Вдобавок у меня семья. Дочери Басе три года. Жена — тоже русская американка, она приехала раньше меня. Марина — музыкант, но сейчас не работает — и из-за маленькой девочки, и потому что я один могу обеспечить семью.
— Вы уже чувствуете возраст?
— Ну что — возраст? Не важно, сколько кому лет. Юбилей приеду отмечать сюда — ваши актеры это любят. А мой возраст — то, как я выгляжу на экране.
— Вы намерены привезти свою дочь на родину?
— Обязательно. Я прожил здесь счастливые годы — молодость, успех.
— С кем из коллег вам удалось повидаться в Москве?

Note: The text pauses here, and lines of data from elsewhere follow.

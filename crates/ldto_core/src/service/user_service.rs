//! User administration use-cases.
//!
//! # Responsibility
//! - Create and partially update users from form input.
//! - Assign, rescore and remove skills on a user.
//! - Assemble the user/skill projections shown on the edit page.
//!
//! # Invariants
//! - Skill changes are always scoped to one `(user, skill)` pair.
//! - Re-assigning a skill replaces the previous assignment atomically.

use crate::model::attributes::AttributeError;
use crate::model::record::{ColumnValue, Record};
use crate::model::skill::{Skill, SkillColumn, SkillTrait};
use crate::model::user::{User, UserColumn};
use crate::repo::query::Direction;
use crate::repo::record_repo::{RepoError, RepoResult};
use crate::repo::skill_repo;
use log::info;
use rusqlite::Connection;
use std::error::Error;
use std::fmt::{Display, Formatter};

/// Service error for user administration.
#[derive(Debug)]
pub enum ServiceError {
    /// No skill carries the requested UID.
    SkillNotFound(String),
    /// Target user does not exist.
    UserNotFound(i64),
    /// Score input is not an integer.
    InvalidScore(String),
    /// Persistence-layer failure.
    Repo(RepoError),
    /// Write succeeded but read-back did not find the row.
    InconsistentState(&'static str),
}

impl Display for ServiceError {
    fn fmt(&self, f: &mut Formatter<'_>) -> std::fmt::Result {
        match self {
            Self::SkillNotFound(uid) => write!(f, "Skill '{uid}' not found"),
            Self::UserNotFound(id) => write!(f, "user not found: {id}"),
            Self::InvalidScore(value) => write!(f, "invalid skill score: `{value}`"),
            Self::Repo(err) => write!(f, "{err}"),
            Self::InconsistentState(details) => write!(f, "inconsistent user state: {details}"),
        }
    }
}

impl Error for ServiceError {
    fn source(&self) -> Option<&(dyn Error + 'static)> {
        match self {
            Self::Repo(err) => Some(err),
            _ => None,
        }
    }
}

impl From<RepoError> for ServiceError {
    fn from(value: RepoError) -> Self {
        match value {
            RepoError::NotFound { table: "user", key } => match key.parse() {
                Ok(user_id) => Self::UserNotFound(user_id),
                Err(_) => Self::Repo(RepoError::NotFound { table: "user", key }),
            },
            other => Self::Repo(other),
        }
    }
}

impl From<AttributeError> for ServiceError {
    fn from(value: AttributeError) -> Self {
        Self::Repo(value.into())
    }
}

pub type ServiceResult<T> = Result<T, ServiceError>;

/// Editable user fields as submitted by the form.
#[derive(Debug, Clone, PartialEq, Eq)]
pub struct UserInput {
    pub name: String,
    pub surname: String,
    pub uid: String,
}

impl UserInput {
    fn payload(&self) -> Vec<ColumnValue<UserColumn>> {
        vec![
            ColumnValue::new(UserColumn::Name, self.name.trim()),
            ColumnValue::new(UserColumn::Surname, self.surname.trim()),
            ColumnValue::new(UserColumn::Uid, self.uid.trim()),
        ]
    }
}

/// One skill held by a user.
#[derive(Debug, Clone, PartialEq)]
pub struct UserSkill {
    pub skill: Skill,
    pub score: i64,
}

/// User administration facade over one connection.
pub struct UserService<'conn> {
    conn: &'conn mut Connection,
}

impl<'conn> UserService<'conn> {
    pub fn new(conn: &'conn mut Connection) -> Self {
        Self { conn }
    }

    pub fn find_user_by_uid(&self, uid: &str) -> RepoResult<Option<User>> {
        User::factory_from_uid(self.conn, uid).query_row()
    }

    /// Updates `existing` in place or inserts a new user, then reads it back.
    pub fn save_user(&self, existing: Option<i64>, input: &UserInput) -> ServiceResult<User> {
        let payload = input.payload();
        let user_id = match existing {
            Some(user_id) => {
                User::update_by_id(self.conn, user_id, &payload)?;
                user_id
            }
            None => User::insert_row(self.conn, &payload)?,
        };
        info!(
            "event=user_save module=service status=ok user_id={user_id} created={}",
            existing.is_none()
        );

        User::factory_by_id(self.conn, user_id)
            .query_row()?
            .ok_or(ServiceError::InconsistentState(
                "saved user not found in read-back",
            ))
    }

    pub fn find_skill_by_uid(&self, skill_uid: &str) -> ServiceResult<Skill> {
        Skill::factory_from_uid(self.conn, skill_uid)
            .query_row()?
            .ok_or_else(|| ServiceError::SkillNotFound(skill_uid.to_string()))
    }

    /// Assigns a skill, replacing an earlier assignment of the same skill.
    pub fn assign_skill(&mut self, user_id: i64, skill_uid: &str, score: i64) -> ServiceResult<()> {
        let skill_id = self.find_skill_by_uid(skill_uid)?.skill_id()?;
        skill_repo::replace_user_skill(self.conn, user_id, skill_id, score)?;
        Ok(())
    }

    /// Rescores one assignment, or removes it when `delete` is set.
    pub fn change_skill(
        &self,
        user_id: i64,
        skill_uid: &str,
        score: i64,
        delete: bool,
    ) -> ServiceResult<()> {
        let skill_id = self.find_skill_by_uid(skill_uid)?.skill_id()?;
        if delete {
            skill_repo::delete_user_skill(self.conn, user_id, skill_id)?;
        } else {
            skill_repo::update_user_skill_score(self.conn, user_id, skill_id, score)?;
        }
        Ok(())
    }

    /// Skills held by the user, ordered by skill UID.
    pub fn user_skills(&self, user_id: i64) -> ServiceResult<Vec<UserSkill>> {
        let scores = skill_repo::user_skill_scores(self.conn, user_id)?;
        let skills = Skill::factory_by_user(self.conn, user_id)
            .order_by(SkillColumn::Uid, Direction::Asc)
            .query_rows()?;

        skills
            .into_iter()
            .map(|skill| -> ServiceResult<UserSkill> {
                let score = scores
                    .get(&skill.skill_id()?)
                    .copied()
                    .ok_or(ServiceError::InconsistentState(
                        "user skill listed without a score",
                    ))?;
                Ok(UserSkill { skill, score })
            })
            .collect()
    }

    /// Every skill, ordered by UID.
    pub fn skill_catalogue(&self) -> ServiceResult<Vec<Skill>> {
        let query = Skill::factory(self.conn).order_by(SkillColumn::Uid, Direction::Asc);
        let mut prepared = query.prepare()?;
        let mut skills = Vec::new();
        for skill in prepared.query_generator()? {
            skills.push(skill?);
        }
        Ok(skills)
    }
}

/// Parses a submitted skill score.
pub fn parse_score(value: &str) -> ServiceResult<i64> {
    value
        .trim()
        .parse::<i64>()
        .map_err(|_| ServiceError::InvalidScore(value.to_string()))
}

— С немногими. С Вициным, с Моргуновым…
— Они вам обрадовались?
— Вицин — да, Моргунов — меньше…
— Вас не огорчило, что журналисты практически не заметили вашего приезда?

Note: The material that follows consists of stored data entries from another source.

//! User-skill join persistence.
//!
//! # Responsibility
//! - Assign, rescore and remove skills on users.
//! - Read per-user skill scores.
//!
//! # Invariants
//! - A user holds a skill at most once; the `(user_ID, skill_ID)` pair is
//!   the join key.
//! - `replace_user_skill` deletes and reinserts in one transaction.

use crate::repo::record_repo::RepoResult;
use log::debug;
use rusqlite::{params, Connection, TransactionBehavior};
use std::collections::BTreeMap;

/// Assigns `skill_id` to `user_id` with `score`, replacing any previous
/// assignment of the same pair.
pub fn replace_user_skill(
    conn: &mut Connection,
    user_id: i64,
    skill_id: i64,
    score: i64,
) -> RepoResult<()> {
    let tx = conn.transaction_with_behavior(TransactionBehavior::Immediate)?;
    let removed = tx.execute(
        "DELETE FROM user_skill WHERE user_ID = ?1 AND skill_ID = ?2;",
        params![user_id, skill_id],
    )?;
    tx.execute(
        "INSERT INTO user_skill (user_ID, skill_ID, skill_score) VALUES (?1, ?2, ?3);",
        params![user_id, skill_id, score],
    )?;
    tx.commit()?;

    debug!(
        "event=user_skill_replace module=repo status=ok user_id={user_id} skill_id={skill_id} replaced={}",
        removed > 0
    );
    Ok(())
}

/// Changes the score of one assignment; returns changed rows (0 or 1).
pub fn update_user_skill_score(
    conn: &Connection,
    user_id: i64,
    skill_id: i64,
    score: i64,
) -> RepoResult<usize> {
    let changed = conn.execute(
        "UPDATE user_skill SET skill_score = ?3 WHERE user_ID = ?1 AND skill_ID = ?2;",
        params![user_id, skill_id, score],
    )?;
    Ok(changed)
}

pub fn delete_user_skill(conn: &Connection, user_id: i64, skill_id: i64) -> RepoResult<usize> {
    let deleted = conn.execute(
        "DELETE FROM user_skill WHERE user_ID = ?1 AND skill_ID = ?2;",
        params![user_id, skill_id],
    )?;
    Ok(deleted)
}

/// Scores keyed by skill ID.
pub fn user_skill_scores(conn: &Connection, user_id: i64) -> RepoResult<BTreeMap<i64, i64>> {
    let mut stmt =
        conn.prepare("SELECT skill_ID, skill_score FROM user_skill WHERE user_ID = ?1;")?;
    let mut rows = stmt.query([user_id])?;
    let mut scores = BTreeMap::new();
    while let Some(row) = rows.next()? {
        scores.insert(row.get::<_, i64>(0)?, row.get::<_, i64>(1)?);
    }
    Ok(scores)
}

— Боже упаси. Меня нелегко было найти, вообще — мало кто знал, что я здесь. Я был в эфире канала «Добрый вечер, Москва!», но когда под вывеской «доброго вечера» рассказывают про грабежи и изнасилования, зритель переключается на другую программу.
— С какими чувствами вы улетаете в Америку?
— С самыми добрыми. Я люблю своих зрителей. То внимание, которым меня окружали здесь долгие годы, не забывается. Это лучшее, что я испытал в жизни. Но ничего не поделаешь — судьба…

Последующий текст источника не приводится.